Green Gartside, auteur-compositeur-interprète, était (et demeure, un nouvel album est en préparation) Scritti Politti, sous ses multiples incarnations. La première a surgi en 1977, sous la forme d’un trio composé de Gartside (chant, guitare), Tom Morley (batterie) et Nial Jinks (basse), ex-étudiants d’art vivant dans un squatt de Camden Town. Comme beaucoup d’autres formations, il a suffi d’un concert des Sex Pistols pour décider de leur vocation. A cette différence près qu’une fois leurs instruments acquis et maîtrisés, les trois hommes n’ont pas fait la course au contrat auprès des majors, mais ont créé leur propre label, St Pancras Records. Leur premier single, Skank bloc Bologna, enveloppé dans une feuille photocopiée en noir et rouge (que le livret de ce disque reproduit heureusement), détaillait ironiquement la totalité des frais de sa réalisation.

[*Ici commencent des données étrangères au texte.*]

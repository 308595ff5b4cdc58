pub mod enums;
pub mod report;

pub use enums::*;
pub use report::*;

use thiserror::Error;

#[derive(Error, Debug)]
pub enum ModelError {
    #[error("Invalid value for {field}: {value}")]
    InvalidEnum { field: String, value: String },
}
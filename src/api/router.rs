//! API router.
//!
//! Returns a composable `Router` that can be mounted on any axum server.
//! Routes are nested under `/api/`.
//!
//! Layers (outermost → innermost): CORS → request tracing → body limit.

use axum::extract::DefaultBodyLimit;
use axum::routing::{get, post};
use axum::Router;
use tower_http::cors::CorsLayer;
use tower_http::trace::TraceLayer;

use crate::api::endpoints;
use crate::api::types::ApiContext;
use crate::config::ServerConfig;

/// JSON framing around the report text (keys, escapes, profile).
const BODY_OVERHEAD_BYTES: usize = 64 * 1024;

/// Build the API router for `config`.
pub fn api_router(config: ServerConfig) -> Router {
    build_router(ApiContext::new(config))
}

fn build_router(ctx: ApiContext) -> Router {
    // Escaped JSON can run longer than the text it carries; the exact text
    // limit is enforced by the handler.
    let body_limit = ctx
        .config
        .max_text_bytes
        .saturating_mul(2)
        .saturating_add(BODY_OVERHEAD_BYTES);

    let routes = Router::new()
        .route("/health", get(endpoints::health::check))
        .route("/catalog", get(endpoints::catalog::list))
        .route("/reports/analyze", post(endpoints::reports::analyze))
        .with_state(ctx)
        .layer(DefaultBodyLimit::max(body_limit));

    Router::new()
        .nest("/api", routes)
        .layer(TraceLayer::new_for_http())
        .layer(CorsLayer::permissive())
}
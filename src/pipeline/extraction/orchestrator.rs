//! Extraction pipeline: the single entry point callers use.
//!
//! Text preparation → per-entry match → classification → aggregation.
//! Every step is pure, so the same text always yields the same result,
//! and the pipeline is total over string input.

use serde::Serialize;

use super::catalog::{Catalog, CompiledParameter};
use super::classify::classify;
use super::matcher::match_parameter;
use super::medical_correction::correct_analyte_names;
use super::sanitize::sanitize_report_text;
use super::scoring::{clamp_score, ScoreAggregator};
use super::AnalyzerError;
use crate::models::enums::ExtractionProfile;
use crate::models::report::{ExtractedParameter, HealthReportResult};

/// Extract with the comprehensive catalog.
pub fn extract(text: &str) -> HealthReportResult {
    extract_with_profile(text, ExtractionProfile::Comprehensive)
}

/// Extract with the subset of the catalog selected by `profile`.
pub fn extract_with_profile(text: &str, profile: ExtractionProfile) -> HealthReportResult {
    extract_with_catalog(Catalog::standard(), text, profile)
}

pub fn extract_with_catalog(
    catalog: &Catalog,
    text: &str,
    profile: ExtractionProfile,
) -> HealthReportResult {
    let prepared = prepare_text(text);
    let mut aggregator = ScoreAggregator::new();

    for entry in catalog.single_value(profile) {
        if let Some(parameter) = extract_parameter(&prepared, entry) {
            aggregator.record(parameter);
        }
    }

    // Composite reading, handled after the single-value pass.
    if let Some(entry) = catalog.blood_pressure(profile) {
        if let Some(parameter) = extract_parameter(&prepared, entry) {
            aggregator.record(parameter);
        }
    }

    let result = aggregator.finish();
    tracing::debug!(
        profile = %profile,
        parameters = result.parameters.len(),
        score = result.health_score,
        "Report extracted"
    );
    result
}

/// Sanitize, then repair OCR-damaged analyte names.
pub fn prepare_text(text: &str) -> String {
    correct_analyte_names(&sanitize_report_text(text))
}

fn extract_parameter(text: &str, entry: &CompiledParameter) -> Option<ExtractedParameter> {
    let definition = entry.definition;
    let value = match_parameter(text, entry)?;
    let status = classify(definition.key, &value);
    Some(ExtractedParameter::new(
        definition.display_name,
        definition.unit,
        value,
        status,
    ))
}

// ═══════════════════════════════════════════════════════════
// Analyzer chain
// ═══════════════════════════════════════════════════════════

/// Something that turns report text into a result of the downstream shape.
pub trait ReportAnalyzer: Send + Sync {
    fn name(&self) -> &str;

    fn analyze(&self, text: &str) -> Result<HealthReportResult, AnalyzerError>;
}

/// The catalog-driven pipeline. Never fails.
#[derive(Debug, Clone, Copy, Default)]
pub struct DeterministicAnalyzer {
    pub profile: ExtractionProfile,
}

impl DeterministicAnalyzer {
    pub fn new(profile: ExtractionProfile) -> Self {
        Self { profile }
    }

    pub fn run(&self, text: &str) -> HealthReportResult {
        extract_with_profile(text, self.profile)
    }
}

impl ReportAnalyzer for DeterministicAnalyzer {
    fn name(&self) -> &str {
        "deterministic"
    }

    fn analyze(&self, text: &str) -> Result<HealthReportResult, AnalyzerError> {
        Ok(self.run(text))
    }
}

/// Which analyzer produced a result.
#[derive(Debug, Clone, Copy, PartialEq, Eq, Serialize)]
#[serde(rename_all = "snake_case")]
pub enum AnalysisSource {
    Primary,
    Deterministic,
}

impl AnalysisSource {
    pub fn as_str(&self) -> &'static str {
        match self {
            Self::Primary => "primary",
            Self::Deterministic => "deterministic",
        }
    }
}

#[derive(Debug, Clone)]
pub struct Analysis {
    pub source: AnalysisSource,
    pub result: HealthReportResult,
}

/// Try `primary` first; on any error fall back to the deterministic
/// pipeline. Always returns a well-formed result.
pub fn analyze_with_fallback(
    primary: Option<&dyn ReportAnalyzer>,
    fallback: &DeterministicAnalyzer,
    text: &str,
) -> Analysis {
    if let Some(analyzer) = primary {
        match analyzer.analyze(text) {
            Ok(result) => {
                return Analysis {
                    source: AnalysisSource::Primary,
                    result: normalize_result(result),
                };
            }
            Err(e) => {
                tracing::warn!(
                    analyzer = analyzer.name(),
                    error = %e,
                    "Primary analyzer failed, using deterministic extraction"
                );
            }
        }
    }

    Analysis {
        source: AnalysisSource::Deterministic,
        result: fallback.run(text),
    }
}

/// Hold a foreign result to the same guarantees as the pipeline's own.
fn normalize_result(mut result: HealthReportResult) -> HealthReportResult {
    result.health_score = clamp_score(i32::from(result.health_score));
    if result.parameters.is_empty() {
        result.parameters.push(ExtractedParameter::placeholder());
    }
    result
}
pub mod catalog;
pub mod classify;
pub mod external;
pub mod matcher;
pub mod medical_correction;
pub mod orchestrator;
pub mod sanitize;
pub mod scoring;

pub use catalog::*;
pub use classify::*;
pub use external::*;
pub use matcher::*;
pub use orchestrator::*;
pub use sanitize::*;
pub use scoring::*;

use thiserror::Error;

/// Problems building the parameter catalog. Never surfaced by extraction:
/// the shared catalog drops the offending entry instead.
#[derive(Error, Debug)]
pub enum CatalogError {
    #[error("Invalid pattern for {key}: {source}")]
    InvalidPattern {
        key: String,
        #[source]
        source: regex::Error,
    },

    #[error("Duplicate catalog key: {0}")]
    DuplicateKey(String),
}

/// Failures of an analyzer other than the deterministic pipeline.
#[derive(Error, Debug)]
pub enum AnalyzerError {
    #[error("Analyzer unavailable: {0}")]
    Unavailable(String),

    #[error("Malformed analyzer response: {0}")]
    MalformedResponse(String),

    #[error("JSON parsing failed: {0}")]
    JsonParsing(String),

    #[error("Invalid analyzer result: {0}")]
    InvalidResult(String),
}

Et musicalement ? Plus de vingt-cinq ans après, Skank bloc Bologna stupéfie toujours autant. Reggae en pleine déconstruction, tout en étant précis et incisif, cet incipit dessine d’entrée de jeu le territoire du groupe : à la croisée d’une musique progressive défaite par le punk, dont reste néanmoins un goût de la structure hors-chanson, et des musiques « noires », dont l’influence se fera sentir grandissante. Chaque titre est un manifeste en soi : Messthetics, hegemony, Bibbly-o-tek… Mais l’instrumental 28/8/78, envahi par une voix sortie d’un journal télévisé relatant les émeutes du carnaval de Notting Hill cette année-là, est on ne peut mieux imprégné de l’énergie et de l’urgence propres à cette époque. La compilation se clôt ironiquement sur le commencement du second Scritti Politti, The Sweetest girl, comptine soul avec Robert Wyatt aux claviers, en 1981, après une pause de deux années, durant laquelle Gartside redéfinit son concept. L’after-punk connaît alors ses derniers feux.